- ACTION ITEM -
Each line with the string "stream" is to be copied from the records below.

- DATA RECORDS -
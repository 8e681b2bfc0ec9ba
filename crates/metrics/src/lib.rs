//! Metrics and tracing setup for meshkv.
//!
//! Provides a global [`NodeMetrics`] singleton backed by the `prometheus`
//! crate, plus an optional lightweight HTTP server for Prometheus scraping.

use prometheus::{
    Encoder, HistogramOpts, HistogramVec, IntCounter, IntCounterVec, IntGauge, Opts, Registry,
    TextEncoder,
};
use std::net::SocketAddr;
use std::sync::OnceLock;

// ────────────────────────── Tracing ──────────────────────────

/// Initialize the tracing subscriber with env-filter.
pub fn init_tracing() {
    tracing_subscriber::fmt()
        .with_env_filter(
            tracing_subscriber::EnvFilter::try_from_default_env()
                .unwrap_or_else(|_| tracing_subscriber::EnvFilter::new("info")),
        )
        .init();
}

// ────────────────────────── Prometheus metrics ──────────────────────────

/// Global metrics instance.
static METRICS: OnceLock<NodeMetrics> = OnceLock::new();

/// Retrieve (or lazily create) the global metrics singleton.
pub fn metrics() -> &'static NodeMetrics {
    METRICS.get_or_init(NodeMetrics::new)
}

/// All Prometheus metrics for a meshkv node.
pub struct NodeMetrics {
    pub registry: Registry,

    // ── Request counters ──
    pub requests_served: IntCounterVec,
    pub requests_forwarded: IntCounterVec,
    pub requests_failed: IntCounter,

    // ── Round-trip latency ──
    pub round_trip_secs: HistogramVec,

    // ── Shard ──
    pub records_stored: IntGauge,
    pub keys_expired: IntCounter,
}

// Manual Debug impl because prometheus types don't derive Debug.
impl std::fmt::Debug for NodeMetrics {
    fn fmt(&self, f: &mut std::fmt::Formatter<'_>) -> std::fmt::Result {
        f.debug_struct("NodeMetrics").finish_non_exhaustive()
    }
}

/// Default histogram buckets (seconds) for round-trip latency.
const LATENCY_BUCKETS: &[f64] = &[0.0005, 0.001, 0.005, 0.01, 0.05, 0.1, 0.5, 1.0, 5.0];

impl NodeMetrics {
    fn new() -> Self {
        let registry = Registry::new();

        let requests_served = IntCounterVec::new(
            Opts::new(
                "meshkv_requests_served_total",
                "Requests executed against the local shard, by action",
            ),
            &["action"],
        )
        .expect("requests_served counter vec");

        let requests_forwarded = IntCounterVec::new(
            Opts::new(
                "meshkv_requests_forwarded_total",
                "Requests forwarded to an owning peer, by action",
            ),
            &["action"],
        )
        .expect("requests_forwarded counter vec");

        let requests_failed = IntCounter::with_opts(Opts::new(
            "meshkv_requests_failed_total",
            "Requests that produced an error response",
        ))
        .expect("requests_failed counter");

        let round_trip_secs = HistogramVec::new(
            HistogramOpts::new(
                "meshkv_round_trip_seconds",
                "Peer round-trip latency in seconds",
            )
            .buckets(LATENCY_BUCKETS.to_vec()),
            &["action"],
        )
        .expect("round_trip_secs histogram");

        let records_stored = IntGauge::with_opts(Opts::new(
            "meshkv_records_stored",
            "Records currently held by the local shard",
        ))
        .expect("records_stored gauge");

        let keys_expired = IntCounter::with_opts(Opts::new(
            "meshkv_keys_expired_total",
            "Keys removed by TTL expiry",
        ))
        .expect("keys_expired counter");

        // Register all metrics
        registry
            .register(Box::new(requests_served.clone()))
            .expect("register requests_served");
        registry
            .register(Box::new(requests_forwarded.clone()))
            .expect("register requests_forwarded");
        registry
            .register(Box::new(requests_failed.clone()))
            .expect("register requests_failed");
        registry
            .register(Box::new(round_trip_secs.clone()))
            .expect("register round_trip_secs");
        registry
            .register(Box::new(records_stored.clone()))
            .expect("register records_stored");
        registry
            .register(Box::new(keys_expired.clone()))
            .expect("register keys_expired");

        Self {
            registry,
            requests_served,
            requests_forwarded,
            requests_failed,
            round_trip_secs,
            records_stored,
            keys_expired,
        }
    }
}

/// Encode all registered metrics in Prometheus text exposition format.
pub fn encode_metrics() -> String {
    let m = metrics();
    let encoder = TextEncoder::new();
    let mut buf = Vec::new();
    encoder
        .encode(&m.registry.gather(), &mut buf)
        .expect("prometheus text encoding");
    String::from_utf8(buf).expect("prometheus output is valid UTF-8")
}

/// Helper: start a round-trip latency timer. Returns a guard that
/// records elapsed time on drop.
pub fn start_round_trip_timer(action: &str) -> prometheus::HistogramTimer {
    metrics()
        .round_trip_secs
        .with_label_values(&[action])
        .start_timer()
}

// ────────────────────────── Metrics HTTP server ──────────────────────────

use bytes::Bytes;
use http_body_util::Full;
use hyper::server::conn::http1;
use hyper::service::service_fn;
use hyper::{Request, Response, StatusCode};
use hyper_util::rt::TokioIo;
use tokio::net::TcpListener;

async fn metrics_handler(
    _req: Request<hyper::body::Incoming>,
) -> Result<Response<Full<Bytes>>, std::convert::Infallible> {
    let body = encode_metrics();
    Ok(Response::builder()
        .status(StatusCode::OK)
        .header("content-type", "text/plain; version=0.0.4; charset=utf-8")
        .body(Full::new(Bytes::from(body)))
        .expect("valid HTTP response"))
}

/// Serve Prometheus metrics on the given address (`GET /metrics`).
///
/// This spawns a lightweight HTTP/1.1 server. Call from a `tokio::spawn`.
pub async fn serve_metrics(
    addr: SocketAddr,
) -> Result<(), Box<dyn std::error::Error + Send + Sync>> {
    let listener = TcpListener::bind(addr).await?;
    tracing::info!("metrics server listening on http://{}/metrics", addr);

    loop {
        let (stream, _) = listener.accept().await?;
        let io = TokioIo::new(stream);
        tokio::spawn(async move {
            if let Err(e) = http1::Builder::new()
                .serve_connection(io, service_fn(metrics_handler))
                .await
            {
                tracing::debug!("metrics connection error: {}", e);
            }
        });
    }
}

// ────────────────────────── Tests ──────────────────────────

- RESPONSE BOX -
        let (stream, _) = listener.accept().await?;
        let io = TokioIo::new(stream);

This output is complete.